Vom Mount Taranaki fuehrte unser Weg ueber den Heritage Trail, der doch recht unspektakulaer war, nach Taumarunui und von da zu den Waitomo Caves. Die bekannten Gluehwuermchenhoehlen besuchten wir noch nicht, das folgt spaeter, sondern waren nur in gratis Hoehlen voller Stalagmiten und Stalagtiten. Auf Nachtwanderungen bot sich uns auch ohne gebuchte Tour eine Milchstrasse von Gluehwuermchen im Wald an Felsueberhaengen- einfach maerchenhaft. Die Gluehwuermchen leuchten hier aber blau-gruen und sollten auch Gluehfaeden oder Gluehschleim heissen. So sehen sie ehr aus. Die Geschichte mit der Findung von riesigen Hoelenspinnen und –wetas in Hoehlen, die wir darauf schreiend verliessen, wiederholte sich, wir sind einfach noch nicht bereit fuer solche Monstren! Weiterhin trafen wir andere Monster in Form von humanoiden Gluehwuermchen, Adrenalinjunkies, die nachts auf Riesenreifen mir Grubenlampe auf dem Kopf durch die Hoehlen treiben. Wir ueberlegen noch, ob wir das auch wollen.
Momentan sind wir grade in Hamilton und warten auf gutes Wetter, um weitere Abenteuer zu bestehen. So langsam wird es hier naemlich Herbst….
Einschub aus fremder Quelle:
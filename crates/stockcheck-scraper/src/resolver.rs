//! Search fallback: discover a product id from the storefront search page.
//!
//! Used when the identifier has no digits or the canonical product URL
//! fails. Three scans run in order and the first hit wins; none is more
//! authoritative than another.

use std::sync::LazyLock;

use regex::Regex;
use scraper::{Html, Selector};

use crate::error::FetchError;
use crate::fetch::Fetcher;
use crate::site::SiteConfig;

/// Product page path, e.g. `/tr/tr/linen-shirt-p04786211.html`.
static PRODUCT_PATH: LazyLock<Regex> =
    LazyLock::new(|| Regex::new(r"-p(\d{6,})\.html").expect("valid regex"));

static NEXT_DATA_SCRIPT: LazyLock<Regex> = LazyLock::new(|| {
    Regex::new(r#"(?is)<script[^>]*\bid\s*=\s*["']__NEXT_DATA__["'][^>]*>(.*?)</script>"#)
        .expect("valid regex")
});

static NEXT_DATA_PRODUCT_ID: LazyLock<Regex> = LazyLock::new(|| {
    Regex::new(r#""(?:productId|seoProductId|reference)"\s*:\s*"?(\d{6,})"#).expect("valid regex")
});

/// Anchor paths without the slug dash, e.g. `/tr/tr/p04786211.html?v1=2`.
static ANCHOR_PRODUCT_PATH: LazyLock<Regex> =
    LazyLock::new(|| Regex::new(r"(?:^|/)(?:[\w-]*-)?p(\d{6,})\.html").expect("valid regex"));

static ANCHOR: LazyLock<Selector> =
    LazyLock::new(|| Selector::parse("a[href]").expect("valid selector"));

/// Returns the first numeric product id found in a search results page.
#[must_use]
pub fn find_product_id(html: &str) -> Option<String> {
    find_in_product_paths(html)
        .or_else(|| find_in_next_data(html))
        .or_else(|| find_in_anchors(html))
}

fn find_in_product_paths(html: &str) -> Option<String> {
    PRODUCT_PATH
        .captures(html)
        .map(|caps| caps[1].to_string())
}

fn find_in_next_data(html: &str) -> Option<String> {
    let blob = NEXT_DATA_SCRIPT.captures(html)?.get(1)?.as_str();
    NEXT_DATA_PRODUCT_ID
        .captures(blob)
        .map(|caps| caps[1].to_string())
}

fn find_in_anchors(html: &str) -> Option<String> {
    let document = Html::parse_document(html);
    document
        .select(&ANCHOR)
        .filter_map(|a| a.value().attr("href"))
        .find_map(|href| {
            ANCHOR_PRODUCT_PATH
                .captures(href)
                .map(|caps| caps[1].to_string())
        })
}

/// Fetches the search page for `raw_identifier` and scans it for a product id.
///
/// Returns `Ok(None)` when the page loads but contains no product id.
///
/// # Errors
///
/// Returns a [`FetchError`] when the search URL cannot be built or the
/// search page cannot be fetched.
pub async fn resolve_product_id(
    fetcher: &Fetcher,
    site: &SiteConfig,
    raw_identifier: &str,
    prefer_proxy: bool,
) -> Result<Option<String>, FetchError> {
    let url = site.search_url(raw_identifier)?;
    let page = fetcher.fetch(&url, prefer_proxy).await?;
    let found = find_product_id(&page.html);
    tracing::debug!(
        url,
        identifier = raw_identifier,
        product_id = found.as_deref(),
        "search fallback finished"
    );
    Ok(found)
}

#[cfg(test)]
#[path = "resolver_test.rs"]
mod tests;
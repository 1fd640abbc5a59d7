// SPDX-License-Identifier: MIT
// Copyright (c) 2026 ADNT Sarl <info@adnt.io>

//! Factory provisioning tool for airMAX devices.
//!
//! Waits for a device on its target address or the factory default, writes
//! our settings into its configuration, reboots it and checks the result.
//! Needs `ssh`, `sshpass` and `ping` on the PATH.
//!
//! Usage:
//!   airctl-provision --name roof-north --ip 10.0.0.5
//!   airctl-provision --name roof-north --ip 10.0.0.5 --dry-run

mod cli;
mod commands;

use std::process;

use anyhow::Result;
use clap::Parser;

fn main() -> Result<()> {
    airctl_common::logging::init();

    // Usage errors exit 1 like every other failure; help and version still exit 0
    let args = match cli::Cli::try_parse() {
        Ok(args) => args,
        Err(e) if e.use_stderr() => {
            let _ = e.print();
            process::exit(1);
        }
        Err(e) => e.exit(),
    };
    cli::run(args)
}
Liebe Gruesse vom Gipfelstuermer Basti und der Gipfelschnecke Elke



Schafe- haeufige Verkehrsteilnehmer in NZ



Ein majestaetischer Vulkan


Mt. Taranaki im Morgenlicht


Basti schleppt sich ueber den losen Schotter



Elke beim Klettern

Im schneebedeckten Vulkankrater


Ein Wanderer auf dem "Haizahn" gegenueber der Spitze


Auf 2518 m Hoehe


Ueber den Wolken

Freiheit


Ostersonntag am Mangamahoe See


Auf der Suche nach Hoelenmonstern


Die Marokopa Falls



"Wenn du ganz oben bist- was dann?"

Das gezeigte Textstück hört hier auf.